The New Jericho2C+ ASIC from Broadcom
At first glance, DriveNets Network Cloud seemingly has little to do with hardware products. So why am I excited to write about a new NCP box developed by a hardware ODM that hosts the new Jericho2c+ ASIC from Broadcom, also a hardware vendor? Quite simply, this new NCP box fulfills the promise of disaggregated networking. Let me explain…
At DriveNets we build networks like clouds – flexible, scalable and affordable. Our disaggregated networking software enables the building of Network Cloud clusters of any size, without the limiting rigidity of the traditional metal enclosure of a chassis-based network device. When a new ASIC is born, pushing the envelope of capacity and performance, it’s typically limited by that existing chassis enclosure. As a result, the new chip cannot maximize its potential.
Network Cloud breaks this barrier and enables the maximum performance capabilities of the new ASIC to feed the hungry network. So the new hardware device allows more scaling options and higher scale to the Network Cloud solution.
Network Cloud: A High-scale, Cloud-Native Networking Solution
The Network Cloud cluster consists of NCP white boxes connected via a flexible fabric that enables introducing new NCP boxes into an existing cluster. A fundamental attribute of Network Cloud, this type of flexibility solves a major concern of service providers that their main investment might have to be forklifted “too early” because it cannot sustain new emerging technologies. This kind of deployment flexibility is portrayed by a new and more capable ASIC packaged into a white box that is added easily to the disaggregated networking solution.
Simplify Network Infrastructure with Open, Standard White Boxes
Finally, there’s a reason why it’s called a white box. The vendor manufacturing the white box is implementing standard interfaces and standard APIs. We have white boxes coming from UfiSpace, Edgecore and Delta, and other ODMs implementing NCP boxes will be easily added to the Network Cloud ecosystem. This puts hardware vendor selection in the hands of the customer, offering real and therefore more cost-effective alternatives for building a new Network Cloud solution or expanding an existing one.

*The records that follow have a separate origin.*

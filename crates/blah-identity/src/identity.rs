//! The identity aggregate.
//!
//! An [`Identity`] is an identity key, its act keys and a profile signed by
//! one of them. What it can do depends on which private keys it holds:
//!
//! - **Full**: the identity key pair is present. Act keys can be added and
//!   updated.
//! - **Limited**: at least one act key pair is present. Payloads and the
//!   profile can be signed.
//! - **Read-only**: public keys only. Inspection and verification.
//!
//! Loading a description is two stages: [`IdentityDescription::parse`]
//! fails on malformed shape, then [`Identity::from_description`] checks
//! signatures and records the outcome in validity flags instead of failing.

use blah_core::{Key, KeyPair, PublicKey, SignOptions, SignedPayload, VerifyOptions};
use rand::rngs::OsRng;
use rand::{CryptoRng, RngCore};
use serde::Serialize;

use crate::act_key::{ActKey, ActKeyConfig};
use crate::description::IdentityDescription;
use crate::error::{IdentityError, Result};
use crate::profile::Profile;

/// Which operations an identity can perform.
#[derive(Debug, Clone, Copy, PartialEq, Eq)]
pub enum AccessLevel {
    Full,
    Limited,
    ReadOnly,
}

#[derive(Debug, Clone)]
pub struct Identity {
    id_key: Key,
    act_keys: Vec<ActKey>,
    profile: SignedPayload<Profile>,
    profile_sig_valid: bool,
}

impl Identity {
    /// Create a fresh identity with one act key and a signed profile.
    pub fn create(
        id_key_pair: KeyPair,
        first_act_key_pair: KeyPair,
        profile: Profile,
        act_key_config: ActKeyConfig,
    ) -> Result<Self> {
        Self::create_with(
            &mut OsRng,
            id_key_pair,
            first_act_key_pair,
            profile,
            act_key_config,
        )
    }

    pub fn create_with<R: RngCore + CryptoRng>(
        rng: &mut R,
        id_key_pair: KeyPair,
        first_act_key_pair: KeyPair,
        profile: Profile,
        act_key_config: ActKeyConfig,
    ) -> Result<Self> {
        profile.validate()?;

        let act_key = ActKey::create_with(rng, first_act_key_pair, &id_key_pair, act_key_config)?;
        let profile = act_key.sign_payload_with(rng, profile, &SignOptions::new())?;

        Ok(Self {
            id_key: Key::WithPrivate(id_key_pair),
            act_keys: vec![act_key],
            profile,
            profile_sig_valid: true,
        })
    }

    /// Build an identity from a shape-checked description.
    ///
    /// `id_key_pair` must match `desc.id_key` if given. `acting_key_pair` is
    /// attached to the act key with the same id, if any. Signature problems
    /// never fail this call: bad delegation records load with
    /// `is_sig_valid() == false` and a bad profile leaves
    /// [`Identity::profile_sig_valid`] false. Key ids were checked when the
    /// description was parsed, so the only error is a mismatched
    /// `id_key_pair`.
    pub fn from_description(
        desc: IdentityDescription,
        id_key_pair: Option<KeyPair>,
        acting_key_pair: Option<KeyPair>,
    ) -> Result<Self> {
        let id_key = match id_key_pair {
            Some(kp) if kp.public_key() != &desc.id_key => {
                return Err(IdentityError::KeyMismatch {
                    expected: desc.id_key.id().to_string(),
                    actual: kp.id().to_string(),
                })
            }
            Some(kp) => Key::WithPrivate(kp),
            None => Key::PublicOnly(desc.id_key),
        };

        let act_keys = desc
            .act_keys
            .into_iter()
            .map(|raw| {
                let owned = acting_key_pair
                    .as_ref()
                    .filter(|kp| kp.public_key() == &raw.signee.payload.act_key)
                    .cloned();
                ActKey::from_signed_record(raw, id_key.public_key(), owned)
            })
            .collect::<Result<Vec<_>>>()?;

        let mut identity = Self {
            id_key,
            act_keys,
            profile: desc.profile,
            profile_sig_valid: false,
        };
        identity.profile_sig_valid = identity.check_profile();
        Ok(identity)
    }

    /// Parse, validate and load a description from JSON text.
    pub fn from_description_json(
        json: &str,
        id_key_pair: Option<KeyPair>,
        acting_key_pair: Option<KeyPair>,
    ) -> Result<Self> {
        let desc = IdentityDescription::parse_str(json)?;
        Self::from_description(desc, id_key_pair, acting_key_pair)
    }

    fn check_profile(&self) -> bool {
        let signee = &self.profile.signee;
        if signee.id_key != self.id_key.id() {
            tracing::debug!(id_key = %signee.id_key, "profile signed for a different identity");
            return false;
        }

        let Some(act_key) = self.find_act_key(&signee.act_key) else {
            tracing::debug!(act_key = %signee.act_key, "profile signed by unknown act key");
            return false;
        };
        if !act_key.is_sig_valid() {
            tracing::debug!(act_key = %signee.act_key, "profile signed by untrusted act key");
            return false;
        }

        match act_key.verify_payload(&self.profile, &VerifyOptions::new()) {
            Ok(_) => true,
            Err(err) => {
                tracing::debug!(error = %err, "profile signature invalid");
                false
            }
        }
    }

    /// Produce the publishable description of this identity.
    pub fn to_description(&self) -> IdentityDescription {
        IdentityDescription {
            id_key: self.id_key.public_key().clone(),
            act_keys: self
                .act_keys
                .iter()
                .map(|k| k.signed_record().clone())
                .collect(),
            profile: self.profile.clone(),
        }
    }

    pub fn id_public_key(&self) -> &PublicKey {
        self.id_key.public_key()
    }

    pub fn id(&self) -> &str {
        self.id_key.id()
    }

    pub fn act_keys(&self) -> &[ActKey] {
        &self.act_keys
    }

    pub fn profile(&self) -> &Profile {
        &self.profile.signee.payload
    }

    pub fn signed_profile(&self) -> &SignedPayload<Profile> {
        &self.profile
    }

    pub fn profile_sig_valid(&self) -> bool {
        self.profile_sig_valid
    }

    pub fn access_level(&self) -> AccessLevel {
        if self.id_key.can_sign() {
            AccessLevel::Full
        } else if self.act_keys.iter().any(ActKey::can_sign) {
            AccessLevel::Limited
        } else {
            AccessLevel::ReadOnly
        }
    }

    /// The first act key holding a private key.
    pub fn acting_key(&self) -> Option<&ActKey> {
        self.act_keys.iter().find(|k| k.can_sign())
    }

    fn find_act_key(&self, id: &str) -> Option<&ActKey> {
        self.act_keys.iter().find(|k| k.id() == id)
    }

    fn require_id_key_pair(&self, action: &str) -> Result<&KeyPair> {
        self.id_key.key_pair().ok_or_else(|| {
            IdentityError::Permission(format!("cannot {action} without the identity key pair"))
        })
    }

    /// Delegate to another key. Requires the identity key pair.
    pub fn add_act_key(&mut self, key: impl Into<Key>, config: ActKeyConfig) -> Result<()> {
        self.add_act_key_with(&mut OsRng, key, config)
    }

    pub fn add_act_key_with<R: RngCore + CryptoRng>(
        &mut self,
        rng: &mut R,
        key: impl Into<Key>,
        config: ActKeyConfig,
    ) -> Result<()> {
        let id_key_pair = self.require_id_key_pair("add act key")?;
        let act_key = ActKey::create_with(rng, key, id_key_pair, config)?;
        self.act_keys.push(act_key);
        Ok(())
    }

    /// Re-sign the delegation record of act key `id`. Requires the identity
    /// key pair.
    pub fn update_act_key(&mut self, id: &str, patch: ActKeyConfig) -> Result<()> {
        self.require_id_key_pair("update act key")?;

        let index = self
            .act_keys
            .iter()
            .position(|k| k.id() == id)
            .ok_or_else(|| IdentityError::ActKeyNotFound(id.to_string()))?;

        let updated = self.act_keys[index].update(patch, &self.id_key)?;
        self.act_keys[index] = updated;
        Ok(())
    }

    /// Sign a payload with the acting key, on behalf of this identity.
    pub fn sign_payload<P: Serialize>(
        &self,
        payload: P,
        options: &SignOptions,
    ) -> Result<SignedPayload<P>> {
        self.sign_payload_with(&mut OsRng, payload, options)
    }

    pub fn sign_payload_with<P: Serialize, R: RngCore + CryptoRng>(
        &self,
        rng: &mut R,
        payload: P,
        options: &SignOptions,
    ) -> Result<SignedPayload<P>> {
        let act_key = self.acting_key().ok_or_else(|| {
            IdentityError::Permission("no act key with a private key to sign with".into())
        })?;
        act_key.sign_payload_with(rng, payload, options)
    }

    /// Replace the profile, signing it with the acting key.
    pub fn update_profile(&mut self, profile: Profile) -> Result<()> {
        profile.validate()?;
        self.profile = self.sign_payload(profile, &SignOptions::new())?;
        self.profile_sig_valid = true;
        Ok(())
    }

    /// Verify a payload signed by one of this identity's act keys.
    ///
    /// The act key must be known and its delegation record valid; the
    /// payload must have been signed before the act key expired.
    pub fn verify_payload<'a, P: Serialize>(
        &self,
        signed: &'a SignedPayload<P>,
        options: &VerifyOptions,
    ) -> Result<&'a P> {
        let act_key_id = &signed.signee.act_key;
        let act_key = self
            .find_act_key(act_key_id)
            .filter(|k| k.is_sig_valid())
            .ok_or_else(|| IdentityError::UntrustedActKey(act_key_id.clone()))?;
        act_key.verify_payload(signed, options)
    }
}
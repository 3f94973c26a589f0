//! # blah core
//!
//! Cryptographic primitives for blah identities: canonicalization, Ed25519
//! keys, password-protected key storage and the signed-payload protocol.
//!
//! This crate does no I/O. Randomness is drawn from the operating system by
//! default, and every randomized operation has a `*_with` form taking an
//! explicit RNG.
//!
//! ## Key Types
//!
//! - [`KeyPair`] / [`PublicKey`] - Ed25519 keys identified by their hex public key
//! - [`Key`] - a key that is public-only or carries its private half
//! - [`SignedPayload`] / [`Signee`] - the signed envelope around any payload
//! - [`EncodedKeyPair`] - storage form of a key pair
//!
//! ## Canonicalization
//!
//! Signatures are always made over canonical JSON. See [`canonical`].

pub mod canonical;
pub mod crypto;
pub mod encoding;
pub mod error;
pub mod pow;
pub mod schema;
pub mod signed;

pub use canonical::{canonical_bytes, canonicalize, canonicalize_value};
pub use crypto::{Key, KeyPair, PublicKey, KEY_ID_LEN};
pub use encoding::{EncodedKeyPair, EncodedPrivateKey, KEY_ENCODING_VERSION, PBKDF2_ITERATIONS};
pub use error::{CoreError, Result};
pub use pow::MAX_POW_DIFFICULTY;
pub use signed::{
    sign_payload, unix_now, verify_from_signer, verify_payload, SignOptions, SignedPayload,
    Signee, VerifyOptions,
};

Street prices are dictated by supply and demand. When you have a surplus of suppliers and static demand, customers have the upper hand. As more operators increasingly adopt disaggregation in their networks and demand rises, more hardware vendors enter the market since the barrier of entry for building a single-chip white box is relatively low. This works in favor of network operators who are now gaining better control of their networks and making them more affordable.
Building an Ecosystem for the Networking Industry
A missing piece worth mentioning here is the connectivity vendor. All these white boxes eventually are connected via copper and/or optical cabling. The new NCP comes with a capacity of 36 interfaces of 400 GbE. Such 400 GbE interfaces already exist in the network, also as part of the Network Cloud solution with previously available NCP boxes providing 10 such ports per box.
That being the case, the capacity of interfaces per single chip is what makes 400 GbE interfaces a mass-scale solution with the new NCP box. The evolution of 400 GbE interconnect into a cost-effective technology, as demonstrated by Credo, enables mass deployment of 400 GbE clusters that can serve the world’s largest networks.
Disaggregated Networking Solution
Given the various ASIC, white box and interconnect vendors – each providing meaningful contributions to any Network Cloud deployment – it’s clear that building a disaggregated networking solution takes a village. And when a newborn white box is added to the ecosystem, the entire village is excited.